Louis Pasteur (1822-1895), the French chemist and microbiologist, came up with a good clue when he was studying fermentation of sugar to alcohol by yeast:

"alcoholic fermentation is an act correlated with the life and organization of the yeast cells, not with the death or putrefaction of the cells".

He called his vital principle for "ferments".

The German physiologist Wilhelm Kühne (1837-1900) coined the word enzyme in 1878 and it is derived from the Greek word for "in leaven". The German Eduard Buchner at the University of Berlin in 1898 continued the yeast experiments and demonstrated that a yeast extract, that did not contain any living yeast cells, did ferment sugar for which he received the Nobel Prize in Chemistry in 1907. An intense activity in biochemistry ensued in the early years of the 20th century. Enzymes, made from protein, catalyses chemical reactions in cells.

Sir Hans Adolf Krebs (1900-1981) was such a worker, a German born British physician and biochemist, that discovered the urea cycle and the citric acid cycle, or the Kreb's Cycle. He got the Nobel Prize for this in 1953. These cycles are a series of enzymatic reactions that are often feed-back controlled of products and substrates.

The citric acid cycle produces energy from glucose, a six carbon sugar, when coupled to the so called glycolysis, or Embden-Meyerhof pathway, first discovered from Gustav Embden (1874-1933) and Otto Meyerhof (1884-1951).

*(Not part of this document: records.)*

//! Completion recording
//!
//! The content row, its photo links and the job's completion commit together,
//! so a job never ends up `processing` next to content it already produced.

use anyhow::{Context, Result};
use sqlx::PgPool;
use tracing::info;

use crate::common::{LockToken, PhotoId};
use crate::domains::content::models::{
    unique_slug, BlogPost, ContentStatus, JobListing, NewBlogPost, NewJobListing, SlugScope,
};
use crate::domains::generation::models::{GenerationJob, JobResult, TargetType};
use crate::domains::generation::output::GeneratedDraft;

/// Insert the content for a claimed job and mark the job completed.
///
/// Fails, rolling everything back, if `token` no longer holds the job.
pub async fn persist_draft(
    job: &GenerationJob,
    token: LockToken,
    draft: &GeneratedDraft,
    photo_ids: &[PhotoId],
    cover_image_url: Option<&str>,
    pool: &PgPool,
) -> Result<JobResult> {
    let payload = job.request();
    let status = if payload.publish {
        ContentStatus::Published
    } else {
        ContentStatus::Draft
    };

    let mut tx = pool.begin().await.context("Failed to begin transaction")?;

    let result = match job.target_type {
        TargetType::BlogPost => {
            let slug = unique_slug(SlugScope::BlogPost, &draft.title, &mut *tx).await?;
            let post = BlogPost::create(
                NewBlogPost::builder()
                    .title(draft.title.clone())
                    .slug(slug)
                    .body(draft.body.clone())
                    .status(status)
                    .excerpt(Some(draft.excerpt.clone()))
                    .cover_image_url(cover_image_url.map(String::from))
                    .build(),
                &mut *tx,
            )
            .await
            .context("Failed to insert blog post")?;
            BlogPost::link_photos(post.id, photo_ids, &mut *tx).await?;

            JobResult {
                result_id: post.id.into_uuid(),
                result_slug: post.slug,
            }
        }
        TargetType::JobListing => {
            let slug = unique_slug(SlugScope::JobListing, &draft.title, &mut *tx).await?;
            let listing = JobListing::create(
                NewJobListing::builder()
                    .title(draft.title.clone())
                    .slug(slug)
                    .description(draft.body.clone())
                    .status(status)
                    .service(payload.service.clone())
                    .location(payload.location.clone())
                    .cover_image_url(cover_image_url.map(String::from))
                    .build(),
                &mut *tx,
            )
            .await
            .context("Failed to insert job listing")?;
            JobListing::link_photos(listing.id, photo_ids, &mut *tx).await?;

            JobResult {
                result_id: listing.id.into_uuid(),
                result_slug: listing.slug,
            }
        }
    };

    let completed = GenerationJob::mark_completed(job.id, token, &result, &mut *tx).await?;
    if !completed {
        anyhow::bail!("Job {} is no longer held by this worker", job.id);
    }

    tx.commit().await.context("Failed to commit generated content")?;

    info!(
        job_id = %job.id,
        result_id = %result.result_id,
        slug = %result.result_slug,
        "Generated content saved"
    );
    Ok(result)
}
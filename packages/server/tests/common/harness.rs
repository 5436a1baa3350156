//! Test harness with testcontainers for integration testing.
//!
//! One Postgres container is shared by every test in a binary. Migrations run
//! once into a template database; each test gets its own database cloned from
//! that template, so queue-wide operations never see another test's rows.

use std::sync::Arc;

use anyhow::{Context, Result};
use axum::Router;
use site_api::domains::auth::{AdminUser, JwtService};
use site_api::kernel::test_dependencies::{MockImageStore, MockVisionAI};
use site_api::kernel::{BaseImageStore, QueueSettings, ServerDeps};
use site_api::server::{build_app, AppState};
use site_api::common::AdminUserId;
use sqlx::PgPool;
use test_context::AsyncTestContext;
use testcontainers::runners::AsyncRunner;
use testcontainers::{ContainerAsync, ImageExt};
use testcontainers_modules::postgres::Postgres;
use tokio::sync::OnceCell;
use uuid::Uuid;

const TEMPLATE_DB: &str = "site_template";

pub const TEST_JWT_SECRET: &str = "test-jwt-secret";
pub const TEST_JWT_ISSUER: &str = "test-issuer";
pub const TEST_BLOG_API_KEY: &str = "test-blog-api-key";
pub const TEST_WORKER_SECRET: &str = "test-worker-secret";
pub const TEST_SITE_URL: &str = "https://concrete.example";

/// Shared test infrastructure that persists across all tests.
struct SharedTestInfra {
    /// Connection URL without the database name
    server_url: String,
    // Keep the container alive for the entire test run
    _postgres: ContainerAsync<Postgres>,
}

/// Global shared infrastructure - initialized once, reused by all tests.
static SHARED_INFRA: OnceCell<SharedTestInfra> = OnceCell::const_new();

impl SharedTestInfra {
    async fn init() -> Result<Self> {
        // Run tests with: RUST_LOG=debug cargo test -- --nocapture
        let _ = tracing_subscriber::fmt()
            .with_env_filter(tracing_subscriber::EnvFilter::from_default_env())
            .with_test_writer()
            .try_init();

        let postgres = Postgres::default()
            .with_tag("16")
            .with_cmd(["-c", "max_connections=300"])
            .start()
            .await
            .context("Failed to start Postgres container")?;

        let pg_host = postgres.get_host().await?;
        let pg_port = postgres.get_host_port_ipv4(5432).await?;
        let server_url = format!("postgresql://postgres:postgres@{}:{}", pg_host, pg_port);

        let admin = PgPool::connect(&format!("{}/postgres", server_url))
            .await
            .context("Failed to connect to Postgres")?;
        sqlx::query(&format!("CREATE DATABASE {}", TEMPLATE_DB))
            .execute(&admin)
            .await
            .context("Failed to create template database")?;
        admin.close().await;

        // Migrate the template once; it must have no open connections when cloned
        let template = PgPool::connect(&format!("{}/{}", server_url, TEMPLATE_DB))
            .await
            .context("Failed to connect to template database")?;
        sqlx::migrate!("./migrations")
            .run(&template)
            .await
            .context("Failed to run migrations")?;
        template.close().await;

        Ok(Self {
            server_url,
            _postgres: postgres,
        })
    }

    async fn get() -> &'static Self {
        SHARED_INFRA
            .get_or_init(|| async {
                Self::init()
                    .await
                    .expect("Failed to initialize shared test infrastructure")
            })
            .await
    }

    /// Clone the template into a fresh database and connect to it
    async fn fresh_database(&self) -> Result<PgPool> {
        let name = format!("test_{}", Uuid::new_v4().simple());

        let admin = PgPool::connect(&format!("{}/postgres", self.server_url)).await?;
        sqlx::query(&format!("CREATE DATABASE {} TEMPLATE {}", name, TEMPLATE_DB))
            .execute(&admin)
            .await
            .with_context(|| format!("Failed to create database {}", name))?;
        admin.close().await;

        PgPool::connect(&format!("{}/{}", self.server_url, name))
            .await
            .context("Failed to connect to test database")
    }
}

/// Test harness that manages test infrastructure.
///
/// # Example using test-context
///
/// ```ignore
/// use test_context::test_context;
///
/// #[test_context(TestHarness)]
/// #[tokio::test]
/// async fn my_test(ctx: &TestHarness) {
///     let photo = create_photo(&ctx.db_pool, album, "New driveway").await.unwrap();
/// }
/// ```
pub struct TestHarness {
    /// Database pool - use this for test fixtures.
    pub db_pool: PgPool,
    /// Scripted completion client shared with `deps`
    pub ai: MockVisionAI,
    /// Recording image store shared with `deps`
    pub image_store: MockImageStore,
    pub jwt_service: Arc<JwtService>,
}

impl AsyncTestContext for TestHarness {
    async fn setup() -> Self {
        Self::new().await.expect("Failed to create test harness")
    }

    async fn teardown(self) {
        self.db_pool.close().await;
    }
}

impl TestHarness {
    pub async fn new() -> Result<Self> {
        Self::with_ai(MockVisionAI::new()).await
    }

    /// Harness whose completion client replays the given script
    pub async fn with_ai(ai: MockVisionAI) -> Result<Self> {
        let infra = SharedTestInfra::get().await;
        let db_pool = infra.fresh_database().await?;

        Ok(Self {
            db_pool,
            ai,
            image_store: MockImageStore::new(),
            jwt_service: Arc::new(JwtService::new(TEST_JWT_SECRET, TEST_JWT_ISSUER.to_string())),
        })
    }

    /// Swap the image store (e.g. for a failing one)
    pub fn with_image_store(mut self, store: MockImageStore) -> Self {
        self.image_store = store;
        self
    }

    /// Server dependencies wired to the mocks
    pub fn deps(&self) -> ServerDeps {
        let image_store: Arc<dyn BaseImageStore> = Arc::new(self.image_store.clone());
        ServerDeps::new(
            self.db_pool.clone(),
            Arc::new(self.ai.clone()),
            Some(image_store),
            self.jwt_service.clone(),
            QueueSettings::default(),
        )
    }

    /// Router with the full middleware stack
    pub fn app(&self) -> Router {
        let state = AppState::new(
            self.deps(),
            TEST_SITE_URL,
            TEST_BLOG_API_KEY,
            Some(TEST_WORKER_SECRET),
        );
        build_app(state, &[]).expect("Failed to build app")
    }

    /// Insert an active admin and mint a token for it
    pub async fn admin_token(&self) -> Result<(AdminUser, String)> {
        let id = AdminUserId::new();
        let admin = AdminUser::upsert(
            id,
            &format!("admin-{}@example.com", id),
            Some("Test Admin"),
            &self.db_pool,
        )
        .await?;
        let token = self
            .jwt_service
            .create_token(admin.id, &admin.email, true)?;
        Ok((admin, token))
    }

    /// Token for an identity with no admin_users row
    pub fn stranger_token(&self, is_admin: bool) -> Result<String> {
        self.jwt_service
            .create_token(AdminUserId::new(), "stranger@example.com", is_admin)
    }
}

Thus energy in the form of so called ATP, adenosine-tri-phosphate, is produced from sugar via its "combustion", yes oxygen is consumed, via the glycolysis, citric acid cycle and the so called oxidative phosphorylation. This is the internal fire. ATP is then used by all kinds of reactions in the cell for life support.

In the early 1940s the link between the fermentation of sugars and the formation of ATP was finally conclusively proven by the Danish physician Herman Kalckar (1908-1991). The ATP generating mechanism was solved by the so called Chemiosmotic Theory from 1961, the ATP synthase is driven by a proton gradient as suggested by Peter D. Mitchell (1920-1992). Highly controversial at first, he got the Nobel prize for it in 1978, almost 200 years after Lavoisier made his exclamation.